Number of lines with "boom" in the data: give that figure by itself.

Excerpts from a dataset
<<<<

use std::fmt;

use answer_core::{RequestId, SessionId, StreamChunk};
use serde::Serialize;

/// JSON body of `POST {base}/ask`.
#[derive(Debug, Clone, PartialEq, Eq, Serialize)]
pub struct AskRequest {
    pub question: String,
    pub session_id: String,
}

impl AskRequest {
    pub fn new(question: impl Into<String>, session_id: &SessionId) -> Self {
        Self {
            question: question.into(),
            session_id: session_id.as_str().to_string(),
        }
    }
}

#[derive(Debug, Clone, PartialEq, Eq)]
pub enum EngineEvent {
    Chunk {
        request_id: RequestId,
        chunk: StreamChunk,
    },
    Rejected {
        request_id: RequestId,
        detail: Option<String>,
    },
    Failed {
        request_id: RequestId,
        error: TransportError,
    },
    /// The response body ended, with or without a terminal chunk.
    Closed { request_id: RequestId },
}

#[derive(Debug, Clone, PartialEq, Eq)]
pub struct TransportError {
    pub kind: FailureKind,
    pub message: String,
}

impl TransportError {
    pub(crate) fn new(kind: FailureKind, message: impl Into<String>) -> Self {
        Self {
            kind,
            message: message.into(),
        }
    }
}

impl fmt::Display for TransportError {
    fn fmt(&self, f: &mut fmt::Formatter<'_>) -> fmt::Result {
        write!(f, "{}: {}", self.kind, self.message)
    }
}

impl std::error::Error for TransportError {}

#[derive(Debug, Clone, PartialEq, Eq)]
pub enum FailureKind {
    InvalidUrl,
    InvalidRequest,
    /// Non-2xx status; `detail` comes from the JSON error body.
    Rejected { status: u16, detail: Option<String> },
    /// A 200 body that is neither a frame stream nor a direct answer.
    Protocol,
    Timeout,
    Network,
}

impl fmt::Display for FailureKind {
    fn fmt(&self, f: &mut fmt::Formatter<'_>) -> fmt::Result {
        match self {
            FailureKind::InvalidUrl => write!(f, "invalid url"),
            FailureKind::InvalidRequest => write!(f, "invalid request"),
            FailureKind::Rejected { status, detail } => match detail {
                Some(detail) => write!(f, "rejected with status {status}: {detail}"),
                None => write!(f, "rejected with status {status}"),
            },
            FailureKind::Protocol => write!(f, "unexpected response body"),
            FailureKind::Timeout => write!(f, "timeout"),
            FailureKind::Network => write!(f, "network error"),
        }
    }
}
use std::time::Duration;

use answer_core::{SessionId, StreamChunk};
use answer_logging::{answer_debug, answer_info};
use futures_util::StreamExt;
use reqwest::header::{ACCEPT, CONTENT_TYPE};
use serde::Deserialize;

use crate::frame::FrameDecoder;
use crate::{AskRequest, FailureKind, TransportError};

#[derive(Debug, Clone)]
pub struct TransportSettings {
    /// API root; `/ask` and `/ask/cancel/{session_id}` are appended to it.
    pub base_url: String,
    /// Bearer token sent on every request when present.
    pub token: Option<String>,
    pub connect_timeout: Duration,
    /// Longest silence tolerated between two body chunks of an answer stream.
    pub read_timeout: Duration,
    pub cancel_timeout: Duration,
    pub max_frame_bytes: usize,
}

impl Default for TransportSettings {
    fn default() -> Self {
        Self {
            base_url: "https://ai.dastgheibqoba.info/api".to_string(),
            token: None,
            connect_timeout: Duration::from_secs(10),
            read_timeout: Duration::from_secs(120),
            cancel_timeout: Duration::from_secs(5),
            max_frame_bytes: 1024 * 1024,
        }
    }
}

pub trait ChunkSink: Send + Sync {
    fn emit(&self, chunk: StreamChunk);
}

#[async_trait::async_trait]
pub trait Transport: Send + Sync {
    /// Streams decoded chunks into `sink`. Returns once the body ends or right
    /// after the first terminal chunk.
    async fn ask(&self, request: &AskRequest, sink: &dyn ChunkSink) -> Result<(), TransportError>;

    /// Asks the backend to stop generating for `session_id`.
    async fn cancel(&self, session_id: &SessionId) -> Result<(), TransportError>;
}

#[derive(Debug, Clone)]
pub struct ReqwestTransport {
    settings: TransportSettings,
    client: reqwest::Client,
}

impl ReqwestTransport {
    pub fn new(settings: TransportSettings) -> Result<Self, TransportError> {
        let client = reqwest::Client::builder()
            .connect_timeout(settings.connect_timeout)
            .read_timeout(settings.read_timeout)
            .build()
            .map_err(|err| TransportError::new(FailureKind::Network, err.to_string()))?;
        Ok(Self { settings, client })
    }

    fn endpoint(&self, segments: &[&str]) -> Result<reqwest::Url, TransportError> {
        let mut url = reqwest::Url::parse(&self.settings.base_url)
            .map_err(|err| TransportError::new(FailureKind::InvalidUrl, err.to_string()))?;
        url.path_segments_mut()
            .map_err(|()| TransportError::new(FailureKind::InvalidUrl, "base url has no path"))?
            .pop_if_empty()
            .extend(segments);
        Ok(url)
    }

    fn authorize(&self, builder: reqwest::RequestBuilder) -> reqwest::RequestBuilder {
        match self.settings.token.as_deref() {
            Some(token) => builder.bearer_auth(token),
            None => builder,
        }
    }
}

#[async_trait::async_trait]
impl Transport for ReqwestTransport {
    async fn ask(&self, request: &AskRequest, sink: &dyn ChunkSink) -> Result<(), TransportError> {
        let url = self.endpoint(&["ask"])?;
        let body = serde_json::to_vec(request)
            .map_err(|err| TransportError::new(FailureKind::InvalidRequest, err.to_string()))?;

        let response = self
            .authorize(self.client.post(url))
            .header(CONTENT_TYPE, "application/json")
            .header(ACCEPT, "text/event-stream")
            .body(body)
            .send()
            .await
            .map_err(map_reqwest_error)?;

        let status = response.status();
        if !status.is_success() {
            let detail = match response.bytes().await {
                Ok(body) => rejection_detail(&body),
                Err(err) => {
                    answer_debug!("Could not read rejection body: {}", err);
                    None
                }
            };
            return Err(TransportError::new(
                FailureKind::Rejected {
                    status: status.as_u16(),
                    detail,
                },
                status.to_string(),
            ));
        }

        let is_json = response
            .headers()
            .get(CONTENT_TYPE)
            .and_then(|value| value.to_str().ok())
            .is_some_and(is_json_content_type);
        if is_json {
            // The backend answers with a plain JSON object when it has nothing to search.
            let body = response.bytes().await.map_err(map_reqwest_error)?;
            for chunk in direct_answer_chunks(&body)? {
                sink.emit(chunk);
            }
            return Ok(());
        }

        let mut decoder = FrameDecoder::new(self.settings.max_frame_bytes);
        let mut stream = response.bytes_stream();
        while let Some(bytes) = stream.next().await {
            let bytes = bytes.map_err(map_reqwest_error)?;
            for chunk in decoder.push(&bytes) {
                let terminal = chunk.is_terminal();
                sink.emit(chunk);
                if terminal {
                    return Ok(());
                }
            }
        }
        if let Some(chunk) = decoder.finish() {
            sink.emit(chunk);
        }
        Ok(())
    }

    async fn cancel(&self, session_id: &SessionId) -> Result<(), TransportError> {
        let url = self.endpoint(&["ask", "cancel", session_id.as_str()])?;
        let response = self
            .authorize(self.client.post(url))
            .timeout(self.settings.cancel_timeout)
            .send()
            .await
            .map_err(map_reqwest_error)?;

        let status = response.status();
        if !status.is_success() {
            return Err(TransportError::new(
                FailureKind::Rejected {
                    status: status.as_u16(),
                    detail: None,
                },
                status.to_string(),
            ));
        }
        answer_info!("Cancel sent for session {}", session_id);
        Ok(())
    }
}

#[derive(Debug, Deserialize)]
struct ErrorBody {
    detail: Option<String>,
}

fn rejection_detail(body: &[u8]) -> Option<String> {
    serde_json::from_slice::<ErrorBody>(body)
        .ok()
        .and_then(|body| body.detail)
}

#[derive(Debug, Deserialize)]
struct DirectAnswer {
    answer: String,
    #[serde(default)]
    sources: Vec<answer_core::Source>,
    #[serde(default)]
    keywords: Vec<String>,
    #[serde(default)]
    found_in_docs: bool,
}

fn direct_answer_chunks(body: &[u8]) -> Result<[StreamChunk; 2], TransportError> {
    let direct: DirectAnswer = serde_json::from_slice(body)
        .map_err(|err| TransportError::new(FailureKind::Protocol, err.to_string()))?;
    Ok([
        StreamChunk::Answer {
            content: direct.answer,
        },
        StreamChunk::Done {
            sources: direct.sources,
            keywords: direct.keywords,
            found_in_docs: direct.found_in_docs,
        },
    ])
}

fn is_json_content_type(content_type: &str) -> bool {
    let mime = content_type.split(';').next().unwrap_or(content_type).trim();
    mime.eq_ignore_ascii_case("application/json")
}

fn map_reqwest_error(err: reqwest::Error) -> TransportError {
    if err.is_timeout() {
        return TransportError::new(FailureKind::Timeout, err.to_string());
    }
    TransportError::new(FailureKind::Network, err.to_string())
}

>>>>
<<<<

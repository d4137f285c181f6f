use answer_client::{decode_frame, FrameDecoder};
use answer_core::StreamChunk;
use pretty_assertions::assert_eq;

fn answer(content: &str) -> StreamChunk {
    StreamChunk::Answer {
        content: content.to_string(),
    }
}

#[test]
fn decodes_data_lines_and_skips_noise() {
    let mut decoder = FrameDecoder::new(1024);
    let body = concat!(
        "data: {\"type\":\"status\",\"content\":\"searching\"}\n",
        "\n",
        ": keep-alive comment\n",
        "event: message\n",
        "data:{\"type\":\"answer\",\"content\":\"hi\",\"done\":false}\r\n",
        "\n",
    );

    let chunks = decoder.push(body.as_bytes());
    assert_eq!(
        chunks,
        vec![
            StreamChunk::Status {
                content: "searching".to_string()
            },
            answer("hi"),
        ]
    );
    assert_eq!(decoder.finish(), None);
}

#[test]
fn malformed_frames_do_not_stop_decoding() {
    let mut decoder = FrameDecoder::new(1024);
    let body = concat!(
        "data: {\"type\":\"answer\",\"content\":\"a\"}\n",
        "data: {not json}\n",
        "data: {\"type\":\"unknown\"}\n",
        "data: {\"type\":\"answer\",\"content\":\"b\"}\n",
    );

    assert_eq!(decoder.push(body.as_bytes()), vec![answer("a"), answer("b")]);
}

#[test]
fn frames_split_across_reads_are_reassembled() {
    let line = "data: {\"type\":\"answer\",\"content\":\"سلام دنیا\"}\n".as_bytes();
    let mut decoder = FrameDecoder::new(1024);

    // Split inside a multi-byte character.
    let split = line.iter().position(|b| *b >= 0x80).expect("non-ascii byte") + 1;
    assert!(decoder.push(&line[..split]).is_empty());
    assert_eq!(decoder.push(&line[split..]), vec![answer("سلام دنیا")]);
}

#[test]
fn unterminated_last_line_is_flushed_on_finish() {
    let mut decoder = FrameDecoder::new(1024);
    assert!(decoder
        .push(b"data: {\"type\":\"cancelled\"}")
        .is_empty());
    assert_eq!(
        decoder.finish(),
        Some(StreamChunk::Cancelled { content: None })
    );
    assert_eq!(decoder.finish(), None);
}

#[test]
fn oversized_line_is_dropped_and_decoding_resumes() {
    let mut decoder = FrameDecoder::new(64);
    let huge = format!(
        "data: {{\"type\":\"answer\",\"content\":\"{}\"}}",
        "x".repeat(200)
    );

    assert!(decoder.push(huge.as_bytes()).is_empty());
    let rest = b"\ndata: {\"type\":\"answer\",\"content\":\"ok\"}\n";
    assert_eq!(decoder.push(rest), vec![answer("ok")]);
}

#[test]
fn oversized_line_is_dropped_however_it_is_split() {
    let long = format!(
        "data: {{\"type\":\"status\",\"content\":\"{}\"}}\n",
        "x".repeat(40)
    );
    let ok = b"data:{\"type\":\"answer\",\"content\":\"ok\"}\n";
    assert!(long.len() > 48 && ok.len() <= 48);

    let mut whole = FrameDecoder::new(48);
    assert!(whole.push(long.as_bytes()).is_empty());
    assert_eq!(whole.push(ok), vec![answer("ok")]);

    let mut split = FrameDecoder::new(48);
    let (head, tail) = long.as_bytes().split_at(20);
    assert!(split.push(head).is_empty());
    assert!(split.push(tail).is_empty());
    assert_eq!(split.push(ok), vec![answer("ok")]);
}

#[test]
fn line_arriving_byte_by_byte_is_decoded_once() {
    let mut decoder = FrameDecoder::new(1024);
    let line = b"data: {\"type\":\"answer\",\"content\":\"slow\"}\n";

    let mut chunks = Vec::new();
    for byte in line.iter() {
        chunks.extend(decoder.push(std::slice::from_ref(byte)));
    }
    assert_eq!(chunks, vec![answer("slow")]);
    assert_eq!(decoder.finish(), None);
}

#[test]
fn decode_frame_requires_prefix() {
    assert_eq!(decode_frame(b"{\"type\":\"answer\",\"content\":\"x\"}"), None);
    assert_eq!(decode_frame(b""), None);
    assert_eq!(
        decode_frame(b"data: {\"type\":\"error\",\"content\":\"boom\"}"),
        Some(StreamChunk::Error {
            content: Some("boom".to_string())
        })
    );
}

>>>>
<<<<

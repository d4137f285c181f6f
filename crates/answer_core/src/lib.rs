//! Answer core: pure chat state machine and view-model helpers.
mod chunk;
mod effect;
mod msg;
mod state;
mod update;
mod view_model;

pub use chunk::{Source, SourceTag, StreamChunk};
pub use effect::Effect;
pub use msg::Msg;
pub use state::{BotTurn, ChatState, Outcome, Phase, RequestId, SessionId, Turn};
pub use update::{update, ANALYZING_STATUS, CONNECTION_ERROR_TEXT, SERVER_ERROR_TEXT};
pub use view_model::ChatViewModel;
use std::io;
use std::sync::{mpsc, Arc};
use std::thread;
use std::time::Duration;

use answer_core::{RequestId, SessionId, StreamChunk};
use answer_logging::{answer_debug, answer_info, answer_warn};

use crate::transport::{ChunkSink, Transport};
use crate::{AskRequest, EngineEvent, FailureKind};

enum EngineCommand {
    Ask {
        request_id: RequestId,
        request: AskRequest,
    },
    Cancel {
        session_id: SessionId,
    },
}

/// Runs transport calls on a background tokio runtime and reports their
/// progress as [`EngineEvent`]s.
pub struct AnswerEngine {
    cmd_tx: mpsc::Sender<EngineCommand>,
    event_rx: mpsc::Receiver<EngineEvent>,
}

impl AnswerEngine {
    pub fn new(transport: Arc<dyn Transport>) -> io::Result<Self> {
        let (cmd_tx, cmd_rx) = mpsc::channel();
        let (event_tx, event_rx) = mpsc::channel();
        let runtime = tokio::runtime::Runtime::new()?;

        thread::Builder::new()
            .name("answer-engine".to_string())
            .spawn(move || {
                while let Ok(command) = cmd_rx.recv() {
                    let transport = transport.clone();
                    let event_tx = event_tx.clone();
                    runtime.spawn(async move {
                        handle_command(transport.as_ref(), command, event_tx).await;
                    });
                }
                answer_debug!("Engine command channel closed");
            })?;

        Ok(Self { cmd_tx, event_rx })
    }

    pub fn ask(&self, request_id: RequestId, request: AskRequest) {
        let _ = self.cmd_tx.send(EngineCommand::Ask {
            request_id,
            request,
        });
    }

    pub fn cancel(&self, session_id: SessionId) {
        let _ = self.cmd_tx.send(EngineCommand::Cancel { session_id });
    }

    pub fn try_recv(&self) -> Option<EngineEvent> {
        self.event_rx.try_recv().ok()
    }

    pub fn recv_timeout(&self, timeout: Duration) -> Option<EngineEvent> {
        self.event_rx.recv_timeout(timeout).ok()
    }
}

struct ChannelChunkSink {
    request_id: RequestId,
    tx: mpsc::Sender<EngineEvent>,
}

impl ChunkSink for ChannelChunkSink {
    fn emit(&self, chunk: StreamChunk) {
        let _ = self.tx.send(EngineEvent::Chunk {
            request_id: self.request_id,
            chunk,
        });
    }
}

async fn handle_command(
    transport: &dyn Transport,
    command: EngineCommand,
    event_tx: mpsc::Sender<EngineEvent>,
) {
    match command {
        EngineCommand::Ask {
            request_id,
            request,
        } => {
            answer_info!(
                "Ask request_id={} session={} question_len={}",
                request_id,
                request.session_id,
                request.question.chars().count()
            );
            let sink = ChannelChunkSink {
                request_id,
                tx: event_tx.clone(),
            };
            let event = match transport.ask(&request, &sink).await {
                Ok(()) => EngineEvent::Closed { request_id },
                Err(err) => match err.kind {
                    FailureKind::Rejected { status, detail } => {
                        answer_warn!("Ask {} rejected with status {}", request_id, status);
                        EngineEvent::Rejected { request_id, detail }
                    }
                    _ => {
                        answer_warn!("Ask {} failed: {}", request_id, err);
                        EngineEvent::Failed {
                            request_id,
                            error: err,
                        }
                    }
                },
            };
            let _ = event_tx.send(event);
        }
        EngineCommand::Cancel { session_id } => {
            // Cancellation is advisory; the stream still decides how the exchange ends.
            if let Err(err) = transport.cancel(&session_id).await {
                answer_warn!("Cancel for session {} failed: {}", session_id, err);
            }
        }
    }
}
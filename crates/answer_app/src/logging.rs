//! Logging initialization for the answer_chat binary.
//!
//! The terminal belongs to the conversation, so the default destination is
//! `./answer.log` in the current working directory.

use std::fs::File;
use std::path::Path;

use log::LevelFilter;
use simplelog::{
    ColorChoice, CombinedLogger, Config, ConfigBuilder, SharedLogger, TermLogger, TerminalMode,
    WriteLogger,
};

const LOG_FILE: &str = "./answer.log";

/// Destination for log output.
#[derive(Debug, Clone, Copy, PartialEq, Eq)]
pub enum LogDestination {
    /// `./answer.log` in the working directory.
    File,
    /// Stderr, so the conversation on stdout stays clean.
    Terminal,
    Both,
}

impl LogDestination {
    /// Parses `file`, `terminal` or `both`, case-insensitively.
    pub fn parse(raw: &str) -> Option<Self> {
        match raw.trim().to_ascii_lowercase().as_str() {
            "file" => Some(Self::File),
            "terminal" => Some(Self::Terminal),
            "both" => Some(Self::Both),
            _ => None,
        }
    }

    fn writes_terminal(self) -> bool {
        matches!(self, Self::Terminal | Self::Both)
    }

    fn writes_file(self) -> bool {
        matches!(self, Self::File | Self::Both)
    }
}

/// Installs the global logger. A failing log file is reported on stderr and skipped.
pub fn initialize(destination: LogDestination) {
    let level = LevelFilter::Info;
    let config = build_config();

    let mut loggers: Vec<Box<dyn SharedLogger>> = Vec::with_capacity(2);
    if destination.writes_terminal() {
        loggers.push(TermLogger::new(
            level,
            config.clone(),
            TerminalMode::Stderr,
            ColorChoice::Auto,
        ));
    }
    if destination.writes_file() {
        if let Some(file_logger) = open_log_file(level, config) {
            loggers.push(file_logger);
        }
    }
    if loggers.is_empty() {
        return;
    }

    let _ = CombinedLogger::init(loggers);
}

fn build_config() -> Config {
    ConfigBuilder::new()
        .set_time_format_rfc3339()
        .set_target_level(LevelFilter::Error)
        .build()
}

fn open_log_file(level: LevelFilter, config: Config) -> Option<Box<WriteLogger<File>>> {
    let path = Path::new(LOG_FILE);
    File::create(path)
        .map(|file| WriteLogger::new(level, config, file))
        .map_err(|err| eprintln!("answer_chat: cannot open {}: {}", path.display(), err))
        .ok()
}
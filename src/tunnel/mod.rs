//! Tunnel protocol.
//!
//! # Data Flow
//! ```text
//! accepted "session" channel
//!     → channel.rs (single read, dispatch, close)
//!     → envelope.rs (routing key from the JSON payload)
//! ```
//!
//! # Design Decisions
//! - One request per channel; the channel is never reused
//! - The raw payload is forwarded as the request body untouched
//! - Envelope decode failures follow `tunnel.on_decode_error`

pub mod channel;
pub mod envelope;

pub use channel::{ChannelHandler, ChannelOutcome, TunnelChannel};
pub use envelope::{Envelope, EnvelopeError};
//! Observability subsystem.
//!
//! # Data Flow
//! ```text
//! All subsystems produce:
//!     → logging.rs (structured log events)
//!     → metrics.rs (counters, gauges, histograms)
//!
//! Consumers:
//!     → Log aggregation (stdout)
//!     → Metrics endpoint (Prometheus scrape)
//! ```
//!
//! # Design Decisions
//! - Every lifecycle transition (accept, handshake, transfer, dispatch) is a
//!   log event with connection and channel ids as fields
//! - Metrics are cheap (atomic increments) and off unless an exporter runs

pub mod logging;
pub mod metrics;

>>>>

#### Solution to this problem:
2